## [Instructions for the task]
Once you reach the line that holds "ColumnType::Boolean | ColumnType::Text" in the listing below, output it and every line after it through the line that holds "pub fn column_count(&self)", word for word.

══════

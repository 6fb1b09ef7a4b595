// ============================================================
// DATASET TABLE
// ============================================================
// Column-oriented table; every column holds exactly `row_count` cells

use super::{Cell, ColumnType};
use std::ops::Range;

/// Bytes attributed to the implicit 0..N row index
const RANGE_INDEX_BYTES: usize = 132;

/// Bytes per cell for fixed-width storage
const WIDE_CELL_BYTES: usize = 8;
const BOOL_CELL_BYTES: usize = 1;

/// A named column and its typed cells
#[derive(Debug, Clone, PartialEq)]
pub struct Column {
    pub name: String,
    pub column_type: ColumnType,
    pub cells: Vec<Cell>,
}

impl Column {
    pub fn new(name: impl Into<String>, column_type: ColumnType, cells: Vec<Cell>) -> Self {
        Self {
            name: name.into(),
            column_type,
            cells,
        }
    }

    pub fn len(&self) -> usize {
        self.cells.len()
    }

    pub fn is_empty(&self) -> bool {
        self.cells.is_empty()
    }

    pub fn non_null_count(&self) -> usize {
        self.cells.iter().filter(|cell| !cell.is_null()).count()
    }

    /// Non-null numeric values in row order
    pub fn numeric_values(&self) -> Vec<f64> {
        self.cells.iter().filter_map(Cell::as_f64).collect()
    }

    /// Storage label shown in the structure summary
    pub fn dtype_label(&self) -> &'static str {
        match self.column_type {
            ColumnType::Numeric => {
                if self.cells.iter().all(|cell| matches!(cell, Cell::Int(_))) {
                    "int64"
                } else {
                    "float64"
                }
            }
            ColumnType::Boolean if !self.is_object_storage() => "bool",
            ColumnType::Temporal => "datetime64[ns]",
            ColumnType::Boolean | ColumnType::Text | ColumnType::Unknown => "object",
        }
    }

    /// Held as boxed values: text, untyped, or booleans with gaps
    pub fn is_object_storage(&self) -> bool {
        match self.column_type {
            ColumnType::Text | ColumnType::Unknown => true,
            ColumnType::Boolean => self.cells.iter().any(Cell::is_null),
            ColumnType::Numeric | ColumnType::Temporal => false,
        }
    }

    /// Shallow footprint: fixed-width slots only, string payloads not counted
    fn shallow_bytes(&self) -> usize {
        let per_cell = match self.column_type {
            ColumnType::Boolean if !self.is_object_storage() => BOOL_CELL_BYTES,
            _ => WIDE_CELL_BYTES,
        };
        per_cell * self.cells.len()
    }
}

/// Estimated in-memory footprint of a dataset
#[derive(Debug, Clone, Copy, PartialEq, Eq)]
pub struct MemoryUsage {
    pub bytes: usize,

    /// True when boxed payloads are excluded, making `bytes` a lower bound
    pub lower_bound: bool,
}

/// Tabular dataset parsed from a single upload
#[derive(Debug, Clone, PartialEq)]
pub struct Dataset {
    columns: Vec<Column>,
    row_count: usize,
}

impl Dataset {
    /// Build a dataset from columns of equal length
    pub fn new(columns: Vec<Column>) -> Self {
        let row_count = columns.first().map(Column::len).unwrap_or(0);
        debug_assert!(columns.iter().all(|column| column.len() == row_count));

        Self { columns, row_count }
    }

    pub fn row_count(&self) -> usize {
        self.row_count
    }

    pub fn column_count(&self) -> usize {
        self.columns.len()
    }

    pub fn columns(&self) -> &[Column] {
        &self.columns
    }

    pub fn column_names(&self) -> Vec<String> {
        self.columns.iter().map(|column| column.name.clone()).collect()
    }

    /// Rows in `range` (clamped to the dataset), cells cloned in column order
    pub fn rows(&self, range: Range<usize>) -> Vec<Vec<Cell>> {
        let end = range.end.min(self.row_count);
        let start = range.start.min(end);

        (start..end)
            .map(|row| {
                self.columns
                    .iter()
                    .map(|column| column.cells[row].clone())
                    .collect()
            })
            .collect()
    }

    pub fn memory_usage(&self) -> MemoryUsage {
        let bytes = RANGE_INDEX_BYTES
            + self
                .columns
                .iter()
                .map(Column::shallow_bytes)
                .sum::<usize>();
        let lower_bound = self
            .columns
            .iter()
            .any(Column::is_object_storage);

        MemoryUsage { bytes, lower_bound }
    }
}

#[cfg(test)]
mod tests {
    use super::*;

    fn sample() -> Dataset {
        Dataset::new(vec![
            Column::new(
                "a",
                ColumnType::Numeric,
                vec![Cell::Int(1), Cell::Int(3), Cell::Int(5)],
            ),
            Column::new(
                "b",
                ColumnType::Text,
                vec![
                    Cell::Text("x".to_string()),
                    Cell::Null,
                    Cell::Text("z".to_string()),
                ],
            ),
        ])
    }

    #[test]
    fn test_counts() {
        let dataset = sample();
        assert_eq!(dataset.row_count(), 3);
        assert_eq!(dataset.column_count(), 2);
        assert_eq!(dataset.columns()[1].non_null_count(), 2);
        assert_eq!(dataset.column_names(), vec!["a", "b"]);
    }

    #[test]
    fn test_rows_are_clamped() {
        let dataset = sample();
        assert_eq!(dataset.rows(0..2).len(), 2);
        assert_eq!(dataset.rows(0..50).len(), 3);
        assert!(dataset.rows(7..9).is_empty());
        assert_eq!(
            dataset.rows(1..2)[0],
            vec![Cell::Int(3), Cell::Null]
        );
    }

    #[test]
    fn test_dtype_labels() {
        let ints = Column::new("i", ColumnType::Numeric, vec![Cell::Int(1)]);
        let floats = Column::new("f", ColumnType::Numeric, vec![Cell::Float(1.0), Cell::Null]);
        let flags = Column::new("b", ColumnType::Boolean, vec![Cell::Bool(true)]);
        let empty = Column::new("u", ColumnType::Unknown, vec![Cell::Null]);

        assert_eq!(ints.dtype_label(), "int64");
        assert_eq!(floats.dtype_label(), "float64");
        assert_eq!(flags.dtype_label(), "bool");
        assert_eq!(empty.dtype_label(), "object");
    }

    #[test]
    fn test_boolean_with_nulls_is_object() {
        let gappy = Column::new(
            "b",
            ColumnType::Boolean,
            vec![Cell::Bool(true), Cell::Null, Cell::Bool(false)],
        );
        assert_eq!(gappy.dtype_label(), "object");
        assert!(gappy.is_object_storage());

        let usage = Dataset::new(vec![gappy]).memory_usage();
        assert_eq!(
            usage,
            MemoryUsage {
                bytes: 132 + 24,
                lower_bound: true
            }
        );

        let flags = Dataset::new(vec![Column::new(
            "b",
            ColumnType::Boolean,
            vec![Cell::Bool(true), Cell::Bool(false)],
        )]);
        assert_eq!(
            flags.memory_usage(),
            MemoryUsage {
                bytes: 134,
                lower_bound: false
            }
        );
    }

    #[test]
    fn test_memory_usage() {
        let usage = sample().memory_usage();
        assert_eq!(usage.bytes, 132 + 24 + 24);
        assert!(usage.lower_bound);

        let numeric_only = Dataset::new(vec![Column::new(
            "n",
            ColumnType::Numeric,
            vec![Cell::Int(1), Cell::Int(2)],
        )]);
        assert_eq!(
            numeric_only.memory_usage(),
            MemoryUsage {
                bytes: 148,
                lower_bound: false
            }
        );
    }
}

══════

## [Exercise solution]
            ColumnType::Boolean | ColumnType::Text | ColumnType::Unknown => "object",
        }
    }

    /// Held as boxed values: text, untyped, or booleans with gaps
    pub fn is_object_storage(&self) -> bool {
        match self.column_type {
            ColumnType::Text | ColumnType::Unknown => true,
            ColumnType::Boolean => self.cells.iter().any(Cell::is_null),
            ColumnType::Numeric | ColumnType::Temporal => false,
        }
    }

    /// Shallow footprint: fixed-width slots only, string payloads not counted
    fn shallow_bytes(&self) -> usize {
        let per_cell = match self.column_type {
            ColumnType::Boolean if !self.is_object_storage() => BOOL_CELL_BYTES,
            _ => WIDE_CELL_BYTES,
        };
        per_cell * self.cells.len()
    }
}

/// Estimated in-memory footprint of a dataset
#[derive(Debug, Clone, Copy, PartialEq, Eq)]
pub struct MemoryUsage {
    pub bytes: usize,

    /// True when boxed payloads are excluded, making `bytes` a lower bound
    pub lower_bound: bool,
}

/// Tabular dataset parsed from a single upload
#[derive(Debug, Clone, PartialEq)]
pub struct Dataset {
    columns: Vec<Column>,
    row_count: usize,
}

impl Dataset {
    /// Build a dataset from columns of equal length
    pub fn new(columns: Vec<Column>) -> Self {
        let row_count = columns.first().map(Column::len).unwrap_or(0);
        debug_assert!(columns.iter().all(|column| column.len() == row_count));

        Self { columns, row_count }
    }

    pub fn row_count(&self) -> usize {
        self.row_count
    }

    pub fn column_count(&self) -> usize {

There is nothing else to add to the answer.